All of the data is to be set down again without any alteration.
::: Supplied information :::
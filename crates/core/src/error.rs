use crate::types::DbId;

/// Domain-level errors shared by the store and the HTTP layer.
#[derive(Debug, thiserror::Error)]
pub enum CoreError {
    #[error("Entity not found: {entity} with id {id}")]
    NotFound { entity: &'static str, id: DbId },

    #[error("Validation failed: {0}")]
    Validation(String),
}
:::
### Final answer
filename crates/core/src/error.rs
use crate::types::DbId;

/// Domain-level errors shared by the store and the HTTP layer.
#[derive(Debug, thiserror::Error)]
pub enum CoreError {
    #[error("Entity not found: {entity} with id {id}")]
    NotFound { entity: &'static str, id: DbId },

    #[error("Validation failed: {0}")]
    Validation(String),
}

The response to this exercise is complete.